PRC - Editorial

PROBLEM LINK:

Practice
Contest: Division 1
Contest: Division 2
Contest: Division 3
Contest: Division 4

Author: pols_agyi_pols
Tester: watoac2001
Editorialist: iceknight1093

DIFFICULTY:

TBD

PREREQUISITES:

Knapsack, elementary knowledge of permutation cycles

PROBLEM:

You’re given a permutation P of 1 through N, and an integer K.
For each x from 1 to N, find the minimum number of swaps needed to reach a permutation where the cycle containing x has size exactly K.

EXPLANATION:

Since we’re dealing with permutation cycles, first we need to understand how a swap changes them.

Consider two elements x and y. Suppose we swap P_x and P_y. Then,

  • If x and y don’t lie in the same cycle initially, their cycles will merge into a single larger cycle whose length is the sum of the lengths of the component cycles.
  • If x and y do lie in the same cycle initially, that cycle will break into two smaller cycles.
    Specifically, if the cycle has length L, and the distance (number of edges) between x and y in the cycle is d, the two new cycles will have lengths d and L-d.

In particular, observe that if x lies on a cycle of some length L, we can always make x lie on a cycle of any length \lt L in a single move.

Now, let’s move to solving the problem at hand.
Suppose there are initially m cycles in P, with lengths C_1, C_2, \ldots, C_m.

Let’s fix an x, and try to solve for x.
Suppose x lies on a cycle of length L_x.
First, a couple of simple cases:

  • If L_x = K, the answer is 0.
  • If L_x \gt K, the answer is 1.

This leaves us with L_x \lt K.
The natural greedy approach now would be to merge with large cycles over and over again till we exceed K, at which point we can break the cycle down to exactly K.

Specifically, let’s find the smallest y such that combining the cycle of x with the largest other y cycles results in a cycle length that’s \geq K.
Then, we can definitely use y+1 moves to get to a length-K cycle: y to combine with these cycles, and then one extra move to break it down to length K.
However, we might be able to do better in some cases - particularly, if we’re able to find exactly y other cycles such that combining them with the the cycle of x results in a length of exactly x, we can save one move and use only y swaps.
Note that using \lt y swaps is impossible, since we are unable to even reach a sum of K using \lt y other cycles. So, if we’re able to use y moves it’s optimal, otherwise y+1 is optimal.

So, our task is now to check if some y-sized subset of the C_i (excluding one copy of L_x) sums to K - L_x.
This seems like a knapsack variant (it’s literally a subset sum, actually), but it’s not immediately obvious how to do it fast, since we also need to repeat this for different x (and hence different L_x).

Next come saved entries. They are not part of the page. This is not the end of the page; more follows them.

#[cfg(test)]
mod tests {
    use super::*;
    use extrpc_core::ResponsePolicy;
    use extrpc_transport::{NativeChannel, WindowChannel};
    use serde_json::json;
    use std::time::Duration;
    use tokio::sync::mpsc;

    struct Fixture {
        window: Arc<WindowChannel>,
        content_script: Arc<NativeChannel>,
        runtime: Arc<NativeChannel>,
        relay: Relay,
    }

    fn fixture(engine: Engine) -> Fixture {
        let policy = engine.response_policy();
        let window = Arc::new(WindowChannel::new("window"));
        let content_script = Arc::new(NativeChannel::new("tabs.sendMessage", policy));
        let runtime = Arc::new(NativeChannel::new("runtime", policy));
        let relay = Relay::new(
            engine,
            window.clone(),
            content_script.clone(),
            runtime.clone(),
        );
        relay.listen().unwrap();
        Fixture {
            window,
            content_script,
            runtime,
            relay,
        }
    }

    fn tap(window: &WindowChannel) -> mpsc::UnboundedReceiver<Value> {
        let (tx, rx) = mpsc::unbounded_channel();
        window.add_listener(listener(move |inbound| {
            let _ = tx.send(inbound.message);
            Disposition::NotHandled
        }));
        rx
    }

    /// Background stand-in answering every request with its arguments.
    fn echo_background(runtime: &NativeChannel) {
        runtime.add_listener(listener(|inbound| {
            let request = decode_envelope(&inbound.message).unwrap();
            assert_eq!(request.destination_role, EndpointRole::Background);
            let reply = request.reply_with(EndpointRole::Relay, Ok(request.args()));
            if let Some(responder) = inbound.responder {
                responder.respond(encode_envelope(&reply).unwrap()).unwrap();
            }
            Disposition::Handled
        }));
    }

    #[tokio::test]
    async fn forwards_page_requests_and_rebroadcasts_replies() {
        let fx = fixture(Engine::Firefox);
        echo_background(&fx.runtime);
        let mut posted = tap(&fx.window);

        let request = Envelope::request(EndpointRole::Relay, "scrape-votes", json!({"count": 7}))
            .with_call_id("c-1")
            .with_reply_to(EndpointRole::WebPage)
            .with_sender("page-client");
        fx.window.post(encode_envelope(&request).unwrap()).unwrap();
        posted.recv().await.unwrap();

        let reply = decode_envelope(&posted.recv().await.unwrap()).unwrap();
        assert_eq!(reply.destination_role, EndpointRole::WebPage);
        assert_eq!(reply.call_id.as_deref(), Some("c-1"));
        assert_eq!(reply.sender.as_deref(), Some(RELAY_SENDER_TAG));
        assert_eq!(reply.into_outcome().unwrap().unwrap(), json!({"count": 7}));

        tokio::time::sleep(Duration::from_millis(20)).await;
        assert!(posted.try_recv().is_err());
    }

    #[tokio::test]
    async fn silent_background_yields_unreachable_reply() {
        let fx = fixture(Engine::Firefox);
        fx.runtime.add_listener(listener(|_| Disposition::NotHandled));
        let mut posted = tap(&fx.window);

        let request = Envelope::request(EndpointRole::Relay, "expand-posts", json!(null))
            .with_reply_to(EndpointRole::WebPage);
        fx.window.post(encode_envelope(&request).unwrap()).unwrap();
        posted.recv().await.unwrap();

        let error = decode_envelope(&posted.recv().await.unwrap())
            .unwrap()
            .into_outcome()
            .unwrap()
            .unwrap_err();
        assert_eq!(error.code, ErrorCode::Unreachable);
        assert!(error.message.contains("expand-posts"));
    }

    #[tokio::test]
    async fn ignores_replies_and_own_traffic() {
        let fx = fixture(Engine::Firefox);
        let forwarded = Arc::new(Mutex::new(0));
        let counter = forwarded.clone();
        fx.runtime.add_listener(listener(move |_| {
            *counter.lock().unwrap() += 1;
            Disposition::NotHandled
        }));

        let reply = Envelope::reply(EndpointRole::Relay, "get", Ok(json!(1)));
        let own = Envelope::request(EndpointRole::Relay, "get", json!({}))
            .with_sender(fx.relay.sender_tag());
        fx.window.post(encode_envelope(&reply).unwrap()).unwrap();
        fx.window.post(encode_envelope(&own).unwrap()).unwrap();
        fx.window.post(json!("page-script-satisfied")).unwrap();

        tokio::time::sleep(Duration::from_millis(20)).await;
        assert_eq!(*forwarded.lock().unwrap(), 0);
    }

    #[tokio::test]
    async fn chromium_relay_does_not_forward_page_requests() {
        let fx = fixture(Engine::Chromium);
        assert_eq!(fx.window.listener_count(), 0);
        assert_eq!(fx.content_script.listener_count(), 1);
    }

    #[tokio::test]
    async fn rebroadcasts_background_requests_to_the_page() {
        let fx = fixture(Engine::Chromium);
        let mut posted = tap(&fx.window);

        let request = Envelope::request(EndpointRole::Relay, "scrape-votes", json!(null))
            .with_call_id("c-2")
            .with_reply_to(EndpointRole::Background);
        fx.content_script
            .post(encode_envelope(&request).unwrap())
            .unwrap();

        let forwarded = decode_envelope(&posted.recv().await.unwrap()).unwrap();
        assert_eq!(forwarded.destination_role, EndpointRole::WebPage);
        assert_eq!(forwarded.reply_to, Some(EndpointRole::Background));
        assert_eq!(forwarded.call_id.as_deref(), Some("c-2"));
    }

    #[tokio::test]
    async fn captures_the_page_reply() {
        let fx = fixture(Engine::Firefox);

        // Page server stand-in.
        let window = fx.window.clone();
        fx.window.add_listener(listener(move |inbound| {
            if !addressed_to(&inbound.message, EndpointRole::WebPage) {
                return Disposition::NotHandled;
            }
            let request = decode_envelope(&inbound.message).unwrap();
            assert_eq!(request.reply_to, Some(EndpointRole::Relay));
            let decoy = Envelope::reply(EndpointRole::Relay, "other", Ok(json!("wrong")));
            let reply = request.reply_with(EndpointRole::Relay, Ok(json!({"count": 7})));
            window.post(encode_envelope(&decoy).unwrap()).unwrap();
            window.post(encode_envelope(&reply).unwrap()).unwrap();
            Disposition::Handled
        }));

        let request = Envelope::request(EndpointRole::Relay, "scrape-votes", json!(null))
            .with_call_id("c-3")
            .capturing_return_value(true);
        let response = fx
            .content_script
            .request(encode_envelope(&request).unwrap())
            .await
            .unwrap();

        let reply = decode_envelope(&response).unwrap();
        assert_eq!(reply.call_id.as_deref(), Some("c-3"));
        assert_eq!(reply.into_outcome().unwrap().unwrap(), json!({"count": 7}));
        assert_eq!(fx.window.listener_count(), 2);
    }

    #[tokio::test]
    async fn abandoned_capture_removes_its_listener() {
        let fx = fixture(Engine::Firefox);
        let baseline = fx.window.listener_count();

        for n in 0..3 {
            let request = Envelope::request(EndpointRole::Relay, "page-info", json!(null))
                .with_call_id(format!("c-{n}"))
                .capturing_return_value(true);
            let pending = fx.content_script.request(encode_envelope(&request).unwrap());
            assert!(
                tokio::time::timeout(Duration::from_millis(10), pending)
                    .await
                    .is_err()
            );
        }
        for _ in 0..10 {
            tokio::task::yield_now().await;
        }

        assert_eq!(fx.window.listener_count(), baseline);
    }

    #[tokio::test]
    async fn listen_twice_fails_and_stop_removes_listeners() {
        let fx = fixture(Engine::Firefox);
        assert!(matches!(
            fx.relay.listen(),
            Err(ServerError::AlreadyListening { .. })
        ));
        assert!(fx.relay.stop());
        assert_eq!(fx.window.listener_count(), 0);
        assert_eq!(fx.content_script.listener_count(), 0);
        assert!(!fx.relay.is_listening());
    }
}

One observation that can be made here is that, since we’re choosing lengths greedily, if some subset of size y does sum up to K - L_x it must also be the smallest such subset.
So, rather than checking for whether there’s a subset of size exactly y with the necessary sum, all we need to know if the smallest size of a subset with the necessary sum, which is easier to deal with.

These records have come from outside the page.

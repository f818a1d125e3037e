//! Browser engine descriptor.
//!
//! The engine is resolved once during wiring and handed to every component
//! that needs it. It decides two things about the messaging primitives:
//!
//! - whether a web page can message the background directly
//!   (`externally_connectable`), which only Chromium supports;
//! - how long a native response channel stays open after the listener returns.

use std::fmt;
use std::str::FromStr;

use serde::{Deserialize, Serialize};
use thiserror::Error;

/// Errors raised while resolving the engine descriptor.
#[derive(Debug, Clone, PartialEq, Eq, Error)]
pub enum EngineError {
    /// The descriptor names no supported engine.
    #[error("unexpected browser engine '{0}', expected either 'chromium' or 'firefox'")]
    Unrecognized(String),
}

/// The browser engine hosting the extension.
#[derive(Debug, Clone, Copy, PartialEq, Eq, Hash, Serialize, Deserialize)]
#[serde(rename_all = "lowercase")]
pub enum Engine {
    /// Chrome, Edge, Brave and other Chromium derivatives.
    Chromium,
    /// Firefox.
    Firefox,
}

/// Lifetime of a native response channel.
#[derive(Debug, Clone, Copy, PartialEq, Eq)]
pub enum ResponsePolicy {
    /// The channel closes when the listener returns unless it signalled that
    /// it will respond asynchronously.
    RequiresAsyncSignal,
    /// The channel stays open while any responder handle is alive.
    OpenWhileHeld,
}

impl Engine {
    /// Parses an engine descriptor such as `"chromium"` or `"firefox"`.
    pub fn from_descriptor(descriptor: &str) -> Result<Self, EngineError> {
        match descriptor.trim().to_ascii_lowercase().as_str() {
            "chromium" | "chrome" => Ok(Self::Chromium),
            "firefox" => Ok(Self::Firefox),
            _ => Err(EngineError::Unrecognized(descriptor.to_string())),
        }
    }

    /// Returns the canonical descriptor string.
    pub fn descriptor(&self) -> &'static str {
        match self {
            Self::Chromium => "chromium",
            Self::Firefox => "firefox",
        }
    }

    /// Whether a web page can send messages straight to the background.
    pub fn supports_direct_page_messaging(&self) -> bool {
        matches!(self, Self::Chromium)
    }

    /// Response channel policy of the native messaging API.
    pub fn response_policy(&self) -> ResponsePolicy {
        match self {
            Self::Chromium => ResponsePolicy::OpenWhileHeld,
            Self::Firefox => ResponsePolicy::RequiresAsyncSignal,
        }
    }
}

impl fmt::Display for Engine {
    fn fmt(&self, f: &mut fmt::Formatter<'_>) -> fmt::Result {
        f.write_str(self.descriptor())
    }
}

impl FromStr for Engine {
    type Err = EngineError;

    fn from_str(s: &str) -> Result<Self, Self::Err> {
        Self::from_descriptor(s)
    }
}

Next, we make a rather classical observation: since \sum C_i = N, there are only \mathcal{O}(\sqrt N) distinct values of C_i.
That is, we only need to care about \mathcal{O}(\sqrt N) distinct cycle lengths - so rather than solve the problem for each x, we can solve the problem for each distinct cycle length, which is a much smaller number. Already an improvement!

Now, we work on a more global scale.
Let the distinct cycle lengths be D_1, D_2, \ldots, D_s, in ascending order.
Let F_i denote the number of occurrences of cycle length D_i.

Note that when we’re processing a cycle length D_i, we can freely use all lengths other than D_i - only for D_i alone are we forced to use at most F_i - 1 copies.

To account for this, let’s define two separate knapsacks, which can then be combined as necessary.

  • \text{dp}_1[i][x] is the minimum size of a subset of the first i lengths that sums to x, assuming we can use at most one copy of each length.
    This is easily computed in \mathcal{O}(N\sqrt N) time.
  • \text{dp}_2[x] is the minimum size of a subset that sums to x, assuming we can use at most (F_i - 1) copies of each D_i (that is, all but one copy).
    Since \sum F_i \leq N, this can also be computed in \mathcal{O}(N\sqrt N) time: see speedup 1 here, for instance.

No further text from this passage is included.